ST9 is a nimble and nifty data store that is designed for scalability.

  • Nimble : because you only lock down the attributes of the schema that you have to
  • Nifty : because it introduces some features that SQL databases don't have -- is not your average SQL data store
  • Scalable : because ST9 is built from scalable primitives (key-value store, separate secondary indexes, and constant-time counters)
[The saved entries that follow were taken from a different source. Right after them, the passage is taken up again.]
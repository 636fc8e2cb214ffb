pub(crate) mod reg;

pub use reg::X86_64Register;

use crate::asm::SlotId;
use crate::cfg::Color;

pub const REG_ALLOC_POOL_SIZE: usize = 13;

/// Register a color maps to, if the pool is large enough.
pub fn reg_from_color(color: Color) -> Option<X86_64Register> {
  if color < REG_ALLOC_POOL_SIZE {
    X86_64Register::from_repr(color)
  } else {
    None
  }
}

pub fn color_from_reg(reg: X86_64Register) -> Option<Color> {
  let color = reg as usize;
  (color < REG_ALLOC_POOL_SIZE).then_some(color)
}

/// Frame location of a spill slot: slot n lives at -8(n+1) from the base pointer.
pub fn spill_slot_operand(slot: SlotId) -> String {
  format!("-{}({})", 8 * (slot as u64 + 1), X86_64Register::RBP)
}

#[cfg(test)]
mod tests {
  use super::*;

  #[test]
  fn test_reg_index_order() {
    for i in 0..REG_ALLOC_POOL_SIZE {
      assert_eq!(color_from_reg(reg_from_color(i).unwrap()), Some(i));
    }
    assert_eq!(reg_from_color(REG_ALLOC_POOL_SIZE), None);
    assert_eq!(color_from_reg(X86_64Register::R11), None);
  }

  #[test]
  fn pool_order() {
    let names: Vec<String> = (0..REG_ALLOC_POOL_SIZE)
      .map(|c| reg_from_color(c).unwrap().to_string())
      .collect();
    assert_eq!(
      names.join(" "),
      "%rax %rdi %rsi %rdx %rcx %r8 %r9 %r10 %rbx %r12 %r13 %r14 %r15"
    );
  }

  #[test]
  fn parse_names() {
    assert_eq!(X86_64Register::from_name("%rdi"), Some(X86_64Register::RDI));
    assert_eq!(X86_64Register::from_name("r12"), Some(X86_64Register::R12));
    assert_eq!(X86_64Register::from_name("%xmm0"), None);
  }

  #[test]
  fn spill_slots_grow_down() {
    assert_eq!(spill_slot_operand(0), "-8(%rbp)");
    assert_eq!(spill_slot_operand(2), "-24(%rbp)");
  }
}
Some other noteworthy features of ST9:

  • REST API : designed to be super easy to work with any language or even the command line (i.e. Ruby, node.js, curl)
  • Developer-Friendly : provides Sqlite3 and H2 data stores for easy development, as well as the super-scalable MySQL-based store
  • Document-Oriented : stored entities may contain complex JSON structure (nested arrays and objects)
  • Multi-Get : retrieving several entities at one time without breaking a sweat!
  • 2-Query Model: secondary index queries return identifiers (primary keys), allowing client to decide which entities to load
  • Caching : can use a near cache (Memcached or Redis) to offload key-value lookups and support multi-get
  • Soft Deletion : the "delete" operation marks content as deleted but keeps original content until expunged
  • Quarantine : content "quarantining" complements deletion - quarantined content is available in KV store by passing an extra flag, removed from counters and hidden from index queries (unless an extra flag is passed to the query)
  • Secondary Indexes : define indexes (think: database tables with just the data you need) to support range queries and unique constraints
  • Unique Index Optimization : ST9 populates KV cache entries for unique indexes to optimize entity loading without hitting the database (think: load user by email or SSN)
  • Counters: schemas may define counters (think: select count(*) where ... group by X,Y,Z) to support data aggregation with minimal (constant time) overhead per update
  • Binary Encoding: under the hood, ST9 stores data in SMILE (binary JSON) format to minimize data storage requirements
  • Compression: under the hood, ST9 stores data with LZF compression to minimize data storage requirements even further

Building ST9

To build st9, run:

$ ./scripts/build.sh

Running ST9

To run st9, run:

$ ./scripts/run-sqlite.sh

(There is also a mysql version for power users, and an H2 (embedded in-memory) store for serious development.)

Using ST9

Schema API - the /s/ endpoint

A cook's tour of the Schema API, used to define entity types (think: tables but not tables):

# creates a schema for a new entity type

$ curl -v -v -X POST --data-binary @src/test/resources/schema07.json.txt -H "Content-Type: application/json" -H "Accept: application/json" "http://localhost:7331/1.0/s/point"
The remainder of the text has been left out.